- _What to work on_
A line-by-line copy of the material below is required.

- _Input material_

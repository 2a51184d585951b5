//! Poll session configuration, state machine states and result.

use std::time::Duration;

use crate::error::{NupollError, NupollResult};
use super::TransportFailure;

/// Attempts made when the host supplies none
pub const DEFAULT_ATTEMPTS: u32 = 1;

/// Pause between consecutive attempts
pub const DEFAULT_DELAY: Duration = Duration::from_millis(30_000);

/// Bounds for one poll session
#[derive(Debug, Clone, Copy, PartialEq, Eq)]
pub struct PollConfig {
    max_attempts: u32,
    delay: Duration,
}

impl PollConfig {
    /// Create a config with the default delay
    pub fn new(max_attempts: u32) -> NupollResult<Self> {
        Self::with_delay(max_attempts, DEFAULT_DELAY)
    }

    /// Create a config with an explicit delay; `max_attempts` must be at least 1
    pub fn with_delay(max_attempts: u32, delay: Duration) -> NupollResult<Self> {
        if max_attempts == 0 {
            return Err(NupollError::ConfigValidation {
                field: "attempts".to_string(),
                reason: "must be at least 1".to_string(),
            });
        }
        Ok(Self { max_attempts, delay })
    }

    pub fn max_attempts(&self) -> u32 {
        self.max_attempts
    }

    pub fn delay(&self) -> Duration {
        self.delay
    }
}

impl Default for PollConfig {
    fn default() -> Self {
        Self {
            max_attempts: DEFAULT_ATTEMPTS,
            delay: DEFAULT_DELAY,
        }
    }
}

/// States of the poll state machine.
///
/// `Attempting(n)` is the only non-terminal state; `n` is 1-indexed.
#[derive(Debug, Clone, PartialEq, Eq)]
pub enum PollState {
    Attempting(u32),
    Succeeded,
    ExhaustedFailure,
    FatalError(TransportFailure),
    Cancelled,
}

impl PollState {
    pub fn is_terminal(&self) -> bool {
        !matches!(self, PollState::Attempting(_))
    }
}

/// Final outcome of a poll session
#[derive(Debug, Clone, Copy, PartialEq, Eq)]
pub struct PollResult {
    pub succeeded: bool,
    pub attempts_made: u32,
}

- _Solution to this task_
repository 2a51184d585951b5
//! Poll session configuration, state machine states and result.

use std::time::Duration;

use crate::error::{NupollError, NupollResult};
use super::TransportFailure;

/// Attempts made when the host supplies none
pub const DEFAULT_ATTEMPTS: u32 = 1;

/// Pause between consecutive attempts
pub const DEFAULT_DELAY: Duration = Duration::from_millis(30_000);

/// Bounds for one poll session
#[derive(Debug, Clone, Copy, PartialEq, Eq)]
pub struct PollConfig {
    max_attempts: u32,
    delay: Duration,
}

impl PollConfig {
    /// Create a config with the default delay
    pub fn new(max_attempts: u32) -> NupollResult<Self> {
        Self::with_delay(max_attempts, DEFAULT_DELAY)
    }

    /// Create a config with an explicit delay; `max_attempts` must be at least 1
    pub fn with_delay(max_attempts: u32, delay: Duration) -> NupollResult<Self> {
        if max_attempts == 0 {
            return Err(NupollError::ConfigValidation {
                field: "attempts".to_string(),
                reason: "must be at least 1".to_string(),
            });
        }
        Ok(Self { max_attempts, delay })
    }

    pub fn max_attempts(&self) -> u32 {
        self.max_attempts
    }

    pub fn delay(&self) -> Duration {
        self.delay
    }
}

impl Default for PollConfig {
    fn default() -> Self {
        Self {
            max_attempts: DEFAULT_ATTEMPTS,
            delay: DEFAULT_DELAY,
        }
    }
}

/// States of the poll state machine.
///
/// `Attempting(n)` is the only non-terminal state; `n` is 1-indexed.
#[derive(Debug, Clone, PartialEq, Eq)]
pub enum PollState {
    Attempting(u32),
    Succeeded,
    ExhaustedFailure,
    FatalError(TransportFailure),
    Cancelled,
}

impl PollState {
    pub fn is_terminal(&self) -> bool {
        !matches!(self, PollState::Attempting(_))
    }
}

/// Final outcome of a poll session
#[derive(Debug, Clone, Copy, PartialEq, Eq)]
pub struct PollResult {
    pub succeeded: bool,
    pub attempts_made: u32,
}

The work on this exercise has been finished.